BEGIN
// ==========================================
// 纺织品库存台账系统 - 库存流水实体
// ==========================================
// 职责: Movement / NewMovement / MovementFilter / MovementPatch
// 红线: 流水只记录流量，不记录余额；流水只追加，更正通过冲销/替代完成
// ==========================================

use crate::domain::types::{round_qty, MovementKind};
use chrono::{DateTime, NaiveDate, Utc};
use rust_decimal::Decimal;
use serde::{Deserialize, Serialize};

// ==========================================
// Movement - 台账流水
// ==========================================
#[derive(Debug, Clone, PartialEq, Serialize, Deserialize)]
pub struct Movement {
    pub movement_id: String,
    pub item_id: String,
    pub move_date: NaiveDate,
    pub kind: MovementKind,
    pub qty_main_in: Decimal,
    pub qty_main_out: Decimal,
    pub qty_rolls_in: i64,
    pub qty_rolls_out: i64,
    pub note: Option<String>,
    /// 盘点调整流水所属会话
    pub session_id: Option<String>,
    /// 冲销流水指向被冲销的流水
    pub reverses_id: Option<String>,
    /// 替代流水指向被替代（已冲销）的流水
    pub supersedes_id: Option<String>,
    pub created_at: DateTime<Utc>,
}

impl Movement {
    /// 主数量净变动（入 - 出）
    pub fn delta_main(&self) -> Decimal {
        self.qty_main_in - self.qty_main_out
    }

    /// 卷数净变动（入 - 出）
    pub fn delta_rolls(&self) -> i64 {
        self.qty_rolls_in - self.qty_rolls_out
    }

    pub fn is_reversal(&self) -> bool {
        self.reverses_id.is_some()
    }
}

// ==========================================
// NewMovement - 待写入流水
// ==========================================
#[derive(Debug, Clone, PartialEq, Serialize, Deserialize)]
pub struct NewMovement {
    pub item_id: String,
    pub move_date: NaiveDate,
    pub kind: MovementKind,
    pub qty_main_in: Decimal,
    pub qty_main_out: Decimal,
    pub qty_rolls_in: i64,
    pub qty_rolls_out: i64,
    pub note: Option<String>,
    pub session_id: Option<String>,
}

impl NewMovement {
    /// 采购：计入"入"列
    pub fn purchase(item_id: &str, move_date: NaiveDate, qty_main: Decimal, rolls: i64) -> Self {
        Self {
            item_id: item_id.to_string(),
            move_date,
            kind: MovementKind::Purchase,
            qty_main_in: round_qty(qty_main),
            qty_main_out: Decimal::ZERO,
            qty_rolls_in: rolls,
            qty_rolls_out: 0,
            note: None,
            session_id: None,
        }
    }

    /// 销售：计入"出"列
    pub fn sale(item_id: &str, move_date: NaiveDate, qty_main: Decimal, rolls: i64) -> Self {
        Self {
            item_id: item_id.to_string(),
            move_date,
            kind: MovementKind::Sale,
            qty_main_in: Decimal::ZERO,
            qty_main_out: round_qty(qty_main),
            qty_rolls_in: 0,
            qty_rolls_out: rolls,
            note: None,
            session_id: None,
        }
    }

    /// 按签名差异拆分为入/出两列：in = max(diff, 0)，out = max(-diff, 0)
    pub fn adjustment(
        item_id: &str,
        move_date: NaiveDate,
        diff_main: Decimal,
        diff_rolls: i64,
    ) -> Self {
        let diff_main = round_qty(diff_main);
        Self {
            item_id: item_id.to_string(),
            move_date,
            kind: MovementKind::Adjustment,
            qty_main_in: diff_main.max(Decimal::ZERO),
            qty_main_out: (-diff_main).max(Decimal::ZERO),
            qty_rolls_in: diff_rolls.max(0),
            qty_rolls_out: (-diff_rolls).max(0),
            note: None,
            session_id: None,
        }
    }

    pub fn with_note(mut self, note: Option<String>) -> Self {
        self.note = note;
        self
    }

    pub fn with_session(mut self, session_id: &str) -> Self {
        self.session_id = Some(session_id.to_string());
        self
    }

    pub fn delta_main(&self) -> Decimal {
        self.qty_main_in - self.qty_main_out
    }

    pub fn delta_rolls(&self) -> i64 {
        self.qty_rolls_in - self.qty_rolls_out
    }
}

// ==========================================
// MovementFilter - 查询条件
// ==========================================
#[derive(Debug, Clone, Default, PartialEq, Serialize, Deserialize)]
pub struct MovementFilter {
    pub item_ids: Option<Vec<String>>,
    pub date_from: Option<NaiveDate>,
    pub date_to: Option<NaiveDate>,
    pub kind: Option<MovementKind>,
    /// 是否包含已冲销的流水及冲销流水本身（汇总余额时必须包含）
    pub include_voided: bool,
}

impl MovementFilter {
    /// 全量（含冲销对），用于余额汇总
    pub fn all() -> Self {
        Self {
            include_voided: true,
            ..Default::default()
        }
    }
}

// ==========================================
// MovementPatch - 更正请求
// ==========================================
/// 仅改备注时原地更新；涉及数量/日期/商品时走"替代"
#[derive(Debug, Clone, Default, PartialEq, Serialize, Deserialize)]
pub struct MovementPatch {
    pub note: Option<String>,
    pub move_date: Option<NaiveDate>,
    pub item_id: Option<String>,
    pub qty_main: Option<Decimal>,
    pub qty_rolls: Option<i64>,
}

impl MovementPatch {
    pub fn is_note_only(&self) -> bool {
        self.move_date.is_none()
            && self.item_id.is_none()
            && self.qty_main.is_none()
            && self.qty_rolls.is_none()
    }

    /// 基于原流水生成替代流水（方向沿用原流水）
    pub fn corrected(&self, original: &Movement) -> NewMovement {
        let item_id = self.item_id.clone().unwrap_or_else(|| original.item_id.clone());
        let move_date = self.move_date.unwrap_or(original.move_date);
        let note = match &self.note {
            Some(n) => Some(n.clone()),
            None => original.note.clone(),
        };

        let outbound = original.qty_main_out > Decimal::ZERO || original.qty_rolls_out > 0;
        let main = self.qty_main.map(round_qty).unwrap_or(if outbound {
            original.qty_main_out
        } else {
            original.qty_main_in
        });
        let rolls = self.qty_rolls.unwrap_or(if outbound {
            original.qty_rolls_out
        } else {
            original.qty_rolls_in
        });

        let (qty_main_in, qty_main_out, qty_rolls_in, qty_rolls_out) = if outbound {
            (Decimal::ZERO, main, 0, rolls)
        } else {
            (main, Decimal::ZERO, rolls, 0)
        };

        NewMovement {
            item_id,
            move_date,
            kind: original.kind,
            qty_main_in,
            qty_main_out,
            qty_rolls_in,
            qty_rolls_out,
            note,
            session_id: None,
        }
    }
}

#[cfg(test)]
mod tests {
    use super::*;
    use rust_decimal_macros::dec;

    fn d(y: i32, m: u32, day: u32) -> NaiveDate {
        NaiveDate::from_ymd_opt(y, m, day).unwrap()
    }

    #[test]
    fn test_adjustment_split() {
        let adj = NewMovement::adjustment("i1", d(2026, 3, 1), dec!(2.5), -2);
        assert_eq!(adj.qty_main_in, dec!(2.5));
        assert_eq!(adj.qty_main_out, dec!(0));
        assert_eq!(adj.qty_rolls_in, 0);
        assert_eq!(adj.qty_rolls_out, 2);
        assert_eq!(adj.delta_main(), dec!(2.5));
        assert_eq!(adj.delta_rolls(), -2);
    }

    #[test]
    fn test_patch_corrected_keeps_direction() {
        let original = Movement {
            movement_id: "m1".to_string(),
            item_id: "i1".to_string(),
            move_date: d(2026, 3, 1),
            kind: MovementKind::Sale,
            qty_main_in: dec!(0),
            qty_main_out: dec!(5),
            qty_rolls_in: 0,
            qty_rolls_out: 1,
            note: Some("x".to_string()),
            session_id: None,
            reverses_id: None,
            supersedes_id: None,
            created_at: Utc::now(),
        };
        let patch = MovementPatch {
            qty_main: Some(dec!(4.25)),
            ..Default::default()
        };
        assert!(!patch.is_note_only());

        let fixed = patch.corrected(&original);
        assert_eq!(fixed.kind, MovementKind::Sale);
        assert_eq!(fixed.qty_main_out, dec!(4.25));
        assert_eq!(fixed.qty_rolls_out, 1);
        assert_eq!(fixed.note.as_deref(), Some("x"));
    }
}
END
REQUIREMENT
Would you filter the records and copy out each line containing "bool"?

ANSWER AREA
    pub fn is_reversal(&self) -> bool {
    pub include_voided: bool,
    pub fn is_note_only(&self) -> bool {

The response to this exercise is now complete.